Post Posted: Fri Jan 18, 2008 4:16 pm

I'm trying to use helix to store images acquired from the live cd. When I try to mount the drive, it shows RW but I can't write to it. I've read other forums that say you can only read from ntfs partitions within knoppix. What do you guys do when using helix? Do you have drives that are specifically partitioned with ext3? I tried to format the usb drive with fat32 but windows won't even give me that option.

The command I use to mount is:

sudo mount -t ntfs -o rw,noexec /dev/sda1 /media/usbext

Running mount without any arguments shows to be mounted as rw, and etc/mtab shows the same.

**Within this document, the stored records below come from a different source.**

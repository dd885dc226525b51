use std::collections::{BTreeMap, HashMap};

use tokio::sync::RwLock;

use paintquote_core::domain::company::{Company, CompanyDefaults, CompanyId, PaintProduct};
use paintquote_core::domain::quote::{Quote, QuoteId};
use paintquote_core::intake::setup::SetupOutcome;

use super::{CompanyRepository, QuoteRepository, RepositoryError};

#[derive(Default)]
pub struct InMemoryQuoteRepository {
    quotes: RwLock<HashMap<String, Quote>>,
}

#[async_trait::async_trait]
impl QuoteRepository for InMemoryQuoteRepository {
    async fn find_by_id(&self, id: &QuoteId) -> Result<Option<Quote>, RepositoryError> {
        let quotes = self.quotes.read().await;
        Ok(quotes.get(&id.0).cloned())
    }

    async fn save(&self, quote: Quote) -> Result<(), RepositoryError> {
        let mut quotes = self.quotes.write().await;
        quotes.insert(quote.id().0.clone(), quote);
        Ok(())
    }

    async fn list_for_company(
        &self,
        company_id: CompanyId,
        limit: u32,
    ) -> Result<Vec<Quote>, RepositoryError> {
        let quotes = self.quotes.read().await;
        let mut listed: Vec<Quote> = quotes
            .values()
            .filter(|quote| quote.metadata.company_id == company_id)
            .cloned()
            .collect();
        listed.sort_by(|a, b| {
            b.metadata
                .created_at
                .cmp(&a.metadata.created_at)
                .then_with(|| b.id().0.cmp(&a.id().0))
        });
        listed.truncate(usize::try_from(limit).unwrap_or(usize::MAX));
        Ok(listed)
    }
}

#[derive(Default)]
struct CompanyEntry {
    company: Option<Company>,
    defaults: Option<CompanyDefaults>,
    preferences: BTreeMap<String, String>,
    products: Vec<PaintProduct>,
}

#[derive(Default)]
pub struct InMemoryCompanyRepository {
    companies: RwLock<HashMap<CompanyId, CompanyEntry>>,
}

impl InMemoryCompanyRepository {
    /// Repository pre-loaded with one company and its defaults.
    pub fn with_company(company: Company, defaults: Option<CompanyDefaults>) -> Self {
        let mut companies = HashMap::new();
        companies.insert(
            company.id,
            CompanyEntry { company: Some(company), defaults, ..CompanyEntry::default() },
        );
        Self { companies: RwLock::new(companies) }
    }
}

#[async_trait::async_trait]
impl CompanyRepository for InMemoryCompanyRepository {
    async fn find_company(&self, id: CompanyId) -> Result<Option<Company>, RepositoryError> {
        let companies = self.companies.read().await;
        Ok(companies.get(&id).and_then(|entry| entry.company.clone()))
    }

    async fn save_company(&self, company: Company) -> Result<(), RepositoryError> {
        let id = company.id;
        let mut companies = self.companies.write().await;
        companies.entry(id).or_default().company = Some(company);
        Ok(())
    }

    async fn load_defaults(
        &self,
        id: CompanyId,
    ) -> Result<Option<CompanyDefaults>, RepositoryError> {
        let companies = self.companies.read().await;
        Ok(companies.get(&id).and_then(|entry| entry.defaults.clone()))
    }

    async fn save_defaults(&self, defaults: &CompanyDefaults) -> Result<(), RepositoryError> {
        let mut companies = self.companies.write().await;
        let entry = companies
            .get_mut(&defaults.company_id)
            .filter(|entry| entry.company.is_some())
            .ok_or(RepositoryError::UnknownCompany(defaults.company_id))?;
        entry.defaults = Some(defaults.clone());
        Ok(())
    }

    async fn list_preferences(
        &self,
        id: CompanyId,
    ) -> Result<BTreeMap<String, String>, RepositoryError> {
        let companies = self.companies.read().await;
        Ok(companies.get(&id).map(|entry| entry.preferences.clone()).unwrap_or_default())
    }

    async fn list_products(&self, id: CompanyId) -> Result<Vec<PaintProduct>, RepositoryError> {
        let companies = self.companies.read().await;
        Ok(companies.get(&id).map(|entry| entry.products.clone()).unwrap_or_default())
    }

    async fn save_setup(&self, outcome: &SetupOutcome) -> Result<(), RepositoryError> {
        let company_id = outcome.company_defaults.company_id;
        let mut companies = self.companies.write().await;
        let entry = companies
            .get_mut(&company_id)
            .filter(|entry| entry.company.is_some())
            .ok_or(RepositoryError::UnknownCompany(company_id))?;

        entry.preferences.extend(outcome.preferences.clone());
        for product in &outcome.products {
            match entry.products.iter_mut().find(|existing| {
                existing.category == product.category && existing.exposure == product.exposure
            }) {
                Some(existing) => *existing = product.clone(),
                None => entry.products.push(product.clone()),
            }
        }
        entry.defaults = Some(outcome.company_defaults.clone());
        Ok(())
    }
}

#[cfg(test)]
mod tests {
    use paintquote_core::domain::company::{Company, CompanyDefaults, CompanyId};

    use super::InMemoryCompanyRepository;
    use crate::repositories::{CompanyRepository, RepositoryError};

    #[tokio::test]
    async fn defaults_need_an_existing_company() {
        let repo = InMemoryCompanyRepository::default();
        let error = repo
            .save_defaults(&CompanyDefaults::unconfigured(CompanyId(3)))
            .await
            .expect_err("unknown company");
        assert!(matches!(error, RepositoryError::UnknownCompany(CompanyId(3))));

        repo.save_company(Company { id: CompanyId(3), name: "Coat & Co".to_owned() })
            .await
            .expect("company");
        repo.save_defaults(&CompanyDefaults::unconfigured(CompanyId(3))).await.expect("defaults");
        assert!(repo.load_defaults(CompanyId(3)).await.expect("load").is_some());
    }

    #[tokio::test]
    async fn preloaded_company_is_found() {
        let repo = InMemoryCompanyRepository::with_company(
            Company { id: CompanyId(1), name: "Brightline Painting".to_owned() },
            None,
        );
        let company = repo.find_company(CompanyId(1)).await.expect("find").expect("present");
        assert_eq!(company.name, "Brightline Painting");
        assert!(repo.list_products(CompanyId(1)).await.expect("products").is_empty());
    }

    #[tokio::test]
    async fn saving_a_company_again_keeps_its_defaults() {
        let repo = InMemoryCompanyRepository::with_company(
            Company { id: CompanyId(5), name: "Old Name".to_owned() },
            Some(CompanyDefaults::unconfigured(CompanyId(5))),
        );
        repo.save_company(Company { id: CompanyId(5), name: "New Name".to_owned() })
            .await
            .expect("rename");

        let company = repo.find_company(CompanyId(5)).await.expect("find").expect("present");
        assert_eq!(company.name, "New Name");
        assert!(repo.load_defaults(CompanyId(5)).await.expect("load").is_some());
    }
}
use std::fs;
use std::path::Path;

use chrono::Utc;
use paintquote_core::assembler::{
    AssemblyContext, AssemblyError, DirectQuoteRequest, QuoteAssembler,
};
use paintquote_core::domain::company::CompanyDefaults;
use paintquote_core::pricing::{DeterministicPricingEngine, StructuralValidator};
use paintquote_db::repositories::{
    CompanyRepository, QuoteRepository, SqlCompanyRepository, SqlQuoteRepository,
};

use crate::commands::{build_runtime, load_config, open_database, CommandResult, StepFailure};

/// Prices a quick-quote request read from a JSON file.
///
/// Company rates come from the database when the company is configured, the
/// pricing fallbacks otherwise. With `save` the quote is stored, which needs
/// the company to exist.
pub fn run(input: &Path, save: bool) -> CommandResult {
    let raw = match fs::read_to_string(input) {
        Ok(raw) => raw,
        Err(error) => {
            return CommandResult::failure(
                "price",
                "input_read",
                format!("failed to read {}: {error}", input.display()),
                2,
            );
        }
    };
    let request = match serde_json::from_str::<DirectQuoteRequest>(&raw) {
        Ok(request) => request,
        Err(error) => {
            return CommandResult::failure(
                "price",
                "input_parse",
                format!("{} is not a quote request: {error}", input.display()),
                2,
            );
        }
    };

    let config = match load_config("price") {
        Ok(config) => config,
        Err(result) => return result,
    };
    let runtime = match build_runtime("price") {
        Ok(runtime) => runtime,
        Err(result) => return result,
    };

    let assembler = QuoteAssembler::new(
        DeterministicPricingEngine::new(config.pricing.policy()),
        StructuralValidator,
    );

    let result = runtime.block_on(async {
        let pool = open_database(&config).await?;
        let companies = SqlCompanyRepository::new(pool.clone());
        let company_id = request.company_id;

        let company = companies
            .find_company(company_id)
            .await
            .map_err(|error| ("db_query", error.to_string(), 4u8))?;
        if save && company.is_none() {
            return Err(("unknown_company", format!("company {company_id} does not exist"), 6u8));
        }
        let defaults = companies
            .load_defaults(company_id)
            .await
            .map_err(|error| ("db_query", error.to_string(), 4u8))?
            .unwrap_or_else(|| CompanyDefaults::unconfigured(company_id));

        let quote = assembler
            .assemble_direct(request, &defaults, &AssemblyContext::quick(company_id, Utc::now()))
            .map_err(assembly_failure)?;

        if save {
            SqlQuoteRepository::new(pool.clone())
                .save(quote.clone())
                .await
                .map_err(|error| ("db_write", error.to_string(), 4u8))?;
        }
        pool.close().await;
        Ok::<_, StepFailure>(quote)
    });

    match result {
        Ok(quote) => {
            let verb = if save { "priced and saved" } else { "priced" };
            let message =
                format!("quote {} {verb}: final price {}", quote.id().0, quote.pricing.final_price);
            match serde_json::to_value(&quote) {
                Ok(data) => CommandResult::success_with_data("price", message, Some(data)),
                Err(error) => CommandResult::failure("price", "serialization", error.to_string(), 8),
            }
        }
        Err((error_class, message, exit_code)) => {
            CommandResult::failure("price", error_class, message, exit_code)
        }
    }
}

fn assembly_failure(error: AssemblyError) -> StepFailure {
    match error {
        AssemblyError::InvalidMeasurements(issues) => {
            let details = issues
                .iter()
                .map(|issue| format!("{}: {}", issue.field, issue.message))
                .collect::<Vec<_>>();
            ("invalid_measurements", details.join("; "), 7u8)
        }
        AssemblyError::Pricing(error) => ("pricing", error.to_string(), 7u8),
    }
}
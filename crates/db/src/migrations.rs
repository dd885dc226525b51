use sqlx::migrate::{MigrateError, Migrator};

use crate::DbPool;

pub static MIGRATOR: Migrator = sqlx::migrate!("../../migrations");

pub async fn run_pending(pool: &DbPool) -> Result<(), MigrateError> {
    MIGRATOR.run(pool).await
}

#[cfg(test)]
mod tests {
    use sqlx::Row;

    use super::run_pending;
    use crate::{connect_with_settings, migrations::MIGRATOR};

    const MANAGED_TABLES: &[&str] =
        &["company", "company_defaults", "company_preference", "paint_product", "quote"];

    const MANAGED_SCHEMA_OBJECTS: &[&str] = &[
        "company",
        "company_defaults",
        "company_preference",
        "paint_product",
        "quote",
        "idx_paint_product_company_id",
        "idx_quote_company_id",
        "idx_quote_created_at",
    ];

    async fn table_count(pool: &sqlx::SqlitePool, name: &str) -> i64 {
        sqlx::query(
            "SELECT COUNT(*) AS count FROM sqlite_master WHERE type = 'table' AND name = ?",
        )
        .bind(name)
        .fetch_one(pool)
        .await
        .expect("check table")
        .get::<i64, _>("count")
    }

    #[tokio::test]
    async fn migrations_create_baseline_tables() {
        let pool = connect_with_settings("sqlite::memory:", 1, 30).await.expect("connect");
        run_pending(&pool).await.expect("run migrations");

        for table in MANAGED_TABLES {
            assert_eq!(table_count(&pool, table).await, 1, "table `{table}` should exist");
        }
    }

    #[tokio::test]
    async fn migrations_are_reversible() {
        let pool = connect_with_settings("sqlite::memory:", 1, 30).await.expect("connect");
        run_pending(&pool).await.expect("run migrations");

        MIGRATOR.undo(&pool, 0).await.expect("undo migrations");

        for table in MANAGED_TABLES {
            assert_eq!(table_count(&pool, table).await, 0, "table `{table}` should be dropped");
        }
    }

    #[tokio::test]
    async fn migrations_up_down_up_preserves_schema_signature() {
        let pool = connect_with_settings("sqlite::memory:", 1, 30).await.expect("connect");
        run_pending(&pool).await.expect("run migrations");

        let initial_signature = managed_schema_signature(&pool).await;
        assert_eq!(
            initial_signature.len(),
            MANAGED_SCHEMA_OBJECTS.len(),
            "initial migration pass should create all managed schema objects",
        );

        MIGRATOR.undo(&pool, 0).await.expect("undo migrations");

        let after_down_signature = managed_schema_signature(&pool).await;
        assert!(
            after_down_signature.is_empty(),
            "managed schema objects should be removed after full undo",
        );

        run_pending(&pool).await.expect("re-run migrations");

        let after_second_up_signature = managed_schema_signature(&pool).await;
        assert_eq!(
            after_second_up_signature, initial_signature,
            "up/down/up should preserve migration-managed schema signature",
        );
    }

    #[tokio::test]
    async fn product_rows_are_unique_per_category_and_exposure() {
        let pool = connect_with_settings("sqlite::memory:", 1, 30).await.expect("connect");
        run_pending(&pool).await.expect("run migrations");

        sqlx::query("INSERT INTO company (id, name, created_at) VALUES (1, 'Acme', '2026-03-01')")
            .execute(&pool)
            .await
            .expect("company");
        let insert = "INSERT INTO paint_product (company_id, category, exposure, name,
                                                cost_per_gallon, spread_rate, updated_at)
                      VALUES (1, 'wall', 'interior', 'Eg-Shel', '45', '350', '2026-03-01')";
        sqlx::query(insert).execute(&pool).await.expect("first product");

        assert!(sqlx::query(insert).execute(&pool).await.is_err());
    }

    async fn managed_schema_signature(pool: &sqlx::SqlitePool) -> Vec<(String, String, String)> {
        let mut signature: Vec<(String, String, String)> = sqlx::query(
            "SELECT type, name, IFNULL(sql, '') AS sql
             FROM sqlite_master
             WHERE type IN ('table', 'index')",
        )
        .fetch_all(pool)
        .await
        .expect("load schema objects")
        .into_iter()
        .filter_map(|row| {
            let name = row.get::<String, _>("name");
            if MANAGED_SCHEMA_OBJECTS.contains(&name.as_str()) {
                Some((row.get::<String, _>("type"), name, row.get::<String, _>("sql")))
            } else {
                None
            }
        })
        .collect();
        signature.sort();
        signature
    }
}
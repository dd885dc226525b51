use crate::commands::{build_runtime, load_config, open_database, CommandResult, StepFailure};

pub fn run() -> CommandResult {
    let config = match load_config("migrate") {
        Ok(config) => config,
        Err(result) => return result,
    };
    let runtime = match build_runtime("migrate") {
        Ok(runtime) => runtime,
        Err(result) => return result,
    };

    let result = runtime.block_on(async {
        let pool = open_database(&config).await?;
        pool.close().await;
        Ok::<(), StepFailure>(())
    });

    match result {
        Ok(()) => CommandResult::success("migrate", "applied pending migrations"),
        Err((error_class, message, exit_code)) => {
            CommandResult::failure("migrate", error_class, message, exit_code)
        }
    }
}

Thanks for all of your help!


Senior Member

Re: Helix and external USB drives

Post Posted: Fri Jan 18, 2008 4:34 pm

I've always used FAT32 drives to image to with Helix, and I'm sure I've used Helix to partition and format the drives, using fdisk and then mkfs.vfat with -F32 switch, if not Helix then any Linux box will do, or something like Partition Magic in Windows.

I don't actually know if Helix will write to NTFS drives, I've never tried, but from experience of using other Linux disks I've always defaulted to imaging to FAT32 because I know it works.

I know some people use ext3 formatted drives to image to, and profess them to be quicker - that may be the case, but as I always then transfer the images to a Windows server it would defeat any time savings in the lab.  

Senior Member

Re: Helix and external USB drives

Post Posted: Fri Jan 18, 2008 4:44 pm

Thanks for the quick reply! It's weird; I tried to delete the NTFS partition using fdisk under Helix, and it deletes all of them. I then created my ext3 partition, and it said that the disk would sync on next rebooted, so I rebooted. When I remounted the drive, it still shows as NTFS.

I didn't try the mkfs.vfat command yet, but I'll try that tonight.

Thanks JonN!  

Senior Member

Re: Helix and external USB drives

Post Posted: Fri Jan 18, 2008 4:52 pm

You could use ntfs-3g with Helix (it's on there). Google for it and read up a bit before doing so.

From a forensics perspective, writing to NTFS for acquisition is generally a BAD idea. Unless you've exhaustively tested it on your platfrom, I'd avoid using in a production environment. Even compared to VFAT on large images, it's pretty slow.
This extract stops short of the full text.